◆ **Input data**:
========

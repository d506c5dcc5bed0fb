//! Error taxonomy shared by every stage of a sync run.
//!
//! Structural errors ([`ParseError`], [`ConfigError`]) abort the whole run.
//! Per-file errors ([`JobError`], wrapping [`ProviderError`] or I/O) are scoped
//! to a single entry and collected into the run report. An
//! [`UnsupportedOperationError`] is recorded against its entry and always marks
//! the run as failed.

use std::path::PathBuf;
use thiserror::Error;

/// A change-list record that does not match the grammar or the root invariant.
#[derive(Debug, Error)]
pub enum ParseError {
    #[error("line {line}: malformed record `{text}`")]
    Malformed { line: usize, text: String },

    #[error("line {line}: unknown status `{status}` in `{text}`")]
    UnknownStatus {
        line: usize,
        status: String,
        text: String,
    },

    #[error("line {line}: similarity score `{score}` is out of range 0-100 in `{text}`")]
    ScoreOutOfRange {
        line: usize,
        score: String,
        text: String,
    },

    #[error("line {line}: status `{status}` expects {expected} path(s), found {found} in `{text}`")]
    PathCount {
        line: usize,
        status: char,
        expected: usize,
        found: usize,
        text: String,
    },

    #[error("line {line}: path `{path}` is outside the `{prefix}` root in `{text}`")]
    OutsideRoot {
        line: usize,
        path: String,
        prefix: String,
        text: String,
    },

    #[error("invalid change-list envelope: {0}")]
    Envelope(#[from] serde_json::Error),
}

impl ParseError {
    /// 1-based line of the offending record, `None` for envelope-level failures.
    pub fn line(&self) -> Option<usize> {
        match self {
            ParseError::Malformed { line, .. }
            | ParseError::UnknownStatus { line, .. }
            | ParseError::ScoreOutOfRange { line, .. }
            | ParseError::PathCount { line, .. }
            | ParseError::OutsideRoot { line, .. } => Some(*line),
            ParseError::Envelope(_) => None,
        }
    }
}

/// An opaque diff status reached the planner; the mapping for it is unknown.
#[derive(Debug, Clone, Error, PartialEq, Eq)]
#[error("no file operation is defined for diff status `{status}` (raw: `{raw}`)")]
pub struct UnsupportedOperationError {
    pub status: String,
    pub raw: String,
}

/// Failure of a single generation conversation.
#[derive(Debug, Error)]
pub enum ProviderError {
    #[error("generation stopped with finish reason `{0}`")]
    UnexpectedFinish(String),

    #[error("response still truncated after {max_turns} provider turns")]
    ContinuationLimit { max_turns: usize },

    #[error("malformed provider response: {0}")]
    Malformed(String),

    #[error("provider returned HTTP {status}: {body}")]
    Status { status: u16, body: String },

    #[error("provider request failed: {0}")]
    Transport(String),
}

/// Per-file failure. Always names the path it happened on.
#[derive(Debug, Error)]
pub enum JobError {
    #[error("failed to {action} {}: {source}", .path.display())]
    Io {
        action: &'static str,
        path: PathBuf,
        #[source]
        source: std::io::Error,
    },

    #[error("translation of {} failed: {source}", .path.display())]
    Provider {
        path: PathBuf,
        #[source]
        source: ProviderError,
    },

    #[error("cannot translate {}: {source}", .path.display())]
    Config {
        path: PathBuf,
        #[source]
        source: ConfigError,
    },

    #[error(transparent)]
    Unsupported(#[from] UnsupportedOperationError),
}

impl JobError {
    pub(crate) fn io(action: &'static str, path: impl Into<PathBuf>, source: std::io::Error) -> Self {
        JobError::Io {
            action,
            path: path.into(),
            source,
        }
    }
}

/// Invalid configuration detected while building a component.
#[derive(Debug, Error)]
pub enum ConfigError {
    #[error("concurrency must be at least 1")]
    ZeroConcurrency,

    #[error("provider max_turns must be at least 1")]
    ZeroTurns,

    #[error("no instruction document for language `{0}`")]
    MissingInstructions(String),

    #[error("failed to read instruction document {}: {source}", .path.display())]
    Instructions {
        path: PathBuf,
        #[source]
        source: std::io::Error,
    },

    #[error("invalid link rule pattern `{pattern}`: {source}")]
    LinkPattern {
        pattern: String,
        #[source]
        source: regex::Error,
    },
}

/// Errors that abort a whole run before or outside per-entry processing.
#[derive(Debug, Error)]
pub enum SyncError {
    #[error(transparent)]
    Parse(#[from] ParseError),

    #[error(transparent)]
    Config(#[from] ConfigError),

    #[error("failed to write revision record {}: {source}", .path.display())]
    Revision {
        path: PathBuf,
        #[source]
        source: std::io::Error,
    },
}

========

◆ **Directions**:
Copy word for word the stretch of entries above from the line that has "use thiserror::Error;" through the line that has "for envelope-level failures.", both ends included, and nothing outside it.

◆ **Exercise result**:
use thiserror::Error;

/// A change-list record that does not match the grammar or the root invariant.
#[derive(Debug, Error)]
pub enum ParseError {
    #[error("line {line}: malformed record `{text}`")]
    Malformed { line: usize, text: String },

    #[error("line {line}: unknown status `{status}` in `{text}`")]
    UnknownStatus {
        line: usize,
        status: String,
        text: String,
    },

    #[error("line {line}: similarity score `{score}` is out of range 0-100 in `{text}`")]
    ScoreOutOfRange {
        line: usize,
        score: String,
        text: String,
    },

    #[error("line {line}: status `{status}` expects {expected} path(s), found {found} in `{text}`")]
    PathCount {
        line: usize,
        status: char,
        expected: usize,
        found: usize,
        text: String,
    },

    #[error("line {line}: path `{path}` is outside the `{prefix}` root in `{text}`")]
    OutsideRoot {
        line: usize,
        path: String,
        prefix: String,
        text: String,
    },

    #[error("invalid change-list envelope: {0}")]
    Envelope(#[from] serde_json::Error),
}

impl ParseError {
    /// 1-based line of the offending record, `None` for envelope-level failures.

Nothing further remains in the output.